It’s been over two months since my last post. I thought I’d have Infinitris 1.2 out by now, and maybe it should have been. I’ve deliberately not made any updates to the official page since my last release, mainly because I’ve invested a lot of time (and a decent amount of money too) into this game now and I haven’t wanted to release anything half-baked, even if it does follow my original strategy of a minimum viable product.

Anyway, I’ve completely replaced Infinitris’ old look with Rob’s new design, from the ingame assets to the landing page and user interface. Registration and logging in are now possible from the landing page, and once logged in you can choose your block colour and pattern, and also unlock achievements. Player status (guest, logged in, premium) can now be distinguished by a players’ nickname above their block.


Infinitris is starting to feel a lot more polished and immersive. The shitty graphics are gone and the connecting of blocks to form patterns is pretty satisfying. The new scoreboard makes players want to reach the top (rather than just plain text statistics) and the ability to customise your appearance really gives players a sense of individuality.


There’s still a lot to be done, but I’ve decided it’s time to stop hiding and “kick it out” as my Russian friend likes to sometimes say.

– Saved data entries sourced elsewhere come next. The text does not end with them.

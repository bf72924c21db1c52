//! Applying a resolved configuration to an encoder.

use tracing::{debug, warn};

use crate::config::{ConfigError, RenderConfig};
use crate::font::Font;
use crate::symbology::encoder::{BarcodeEncoder, Variant};

/// Configure `encoder` for one render.
///
/// Thickness and font go first, then the family-specific attributes, then
/// scale and colours.
///
/// # Errors
///
/// [`ConfigError::InvalidAttribute`] when a family-specific value is
/// rejected by the encoder (an unknown start set, an out-of-range
/// tracking field).
pub fn configure_encoder(
    encoder: &mut dyn BarcodeEncoder,
    config: &RenderConfig,
    font: Option<Font>,
) -> Result<(), ConfigError> {
    encoder.set_thickness(config.thickness);
    encoder.set_font(font);

    apply_variant(encoder, config)?;

    encoder.set_scale(config.scale);
    encoder.set_background_color(config.background);
    encoder.set_foreground_color(config.foreground);
    Ok(())
}

fn apply_variant(encoder: &mut dyn BarcodeEncoder, config: &RenderConfig) -> Result<(), ConfigError> {
    let name = encoder.name();
    match encoder.variant() {
        Variant::Sequential(sequential) => {
            sequential.set_start(config.start.as_deref())?;
        }
        Variant::Checksummed(checksummed) => {
            checksummed.set_checksum(config.checksum);
        }
        Variant::Tracking(tracking) => match config.tracking.complete() {
            Some(code) => tracking.set_tracking_code(code)?,
            None => {
                let supplied = config.tracking.supplied();
                if supplied > 0 {
                    // Only a complete code is applied; the encoder will
                    // report the missing code when it parses.
                    warn!(
                        symbology = name,
                        supplied,
                        "partial tracking code ignored; all four fields are required"
                    );
                }
            }
        },
        Variant::Labelled(labelled) => {
            if let Some(label) = config.label.as_deref() {
                labelled.set_label(label);
            }
        }
        Variant::Plain => {
            debug!(symbology = name, "no family-specific attributes");
        }
    }
    Ok(())
}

I’ve signed up to showcase Infinitris at the Armageddon expo in my home city next month (June 3rd) as part of the NZGDA booth. This should be a good way to kick things off and gain some exposure, lots of playtesting, make a few contacts, etc.

This means I’ve got a bunch of things to do before then:

  • Add a “How to Play” guide that pops up for new players before they join a game. This is incredibly important because people find it hard to get past the basic mechanics of Tetris and realise that this might be something new. This isn’t Tetris! The aim of the guide is to explain the controls and mechanics in a quick, entertaining and easy-to-read way.
  • New UX – Apart from the camera shake when a player makes a mistake and the player drop effect, I need to redo everything else (clearing lines, phase shifting, grid reset, cell stealing, stomping, valid block placement, grid expansion).
  • Add a persistent scoreboard. I think this will help with player retention, especially while I’m trying to grow a player base.
  • Add a new cell stealing mechanic – wrapping another player’s cells with your own blocks will steal them. This came from playtesting the existing stomp mechanic – we discovered that adding more ways to sabotage and compete with other players is a great way to make the game more fun.
  • Add a basic lobby chat system. Players can chat with each other from the landing page and organise games.
  • Add the Paypal button to activate premium (It’s not an MVP until you can buy the game right?)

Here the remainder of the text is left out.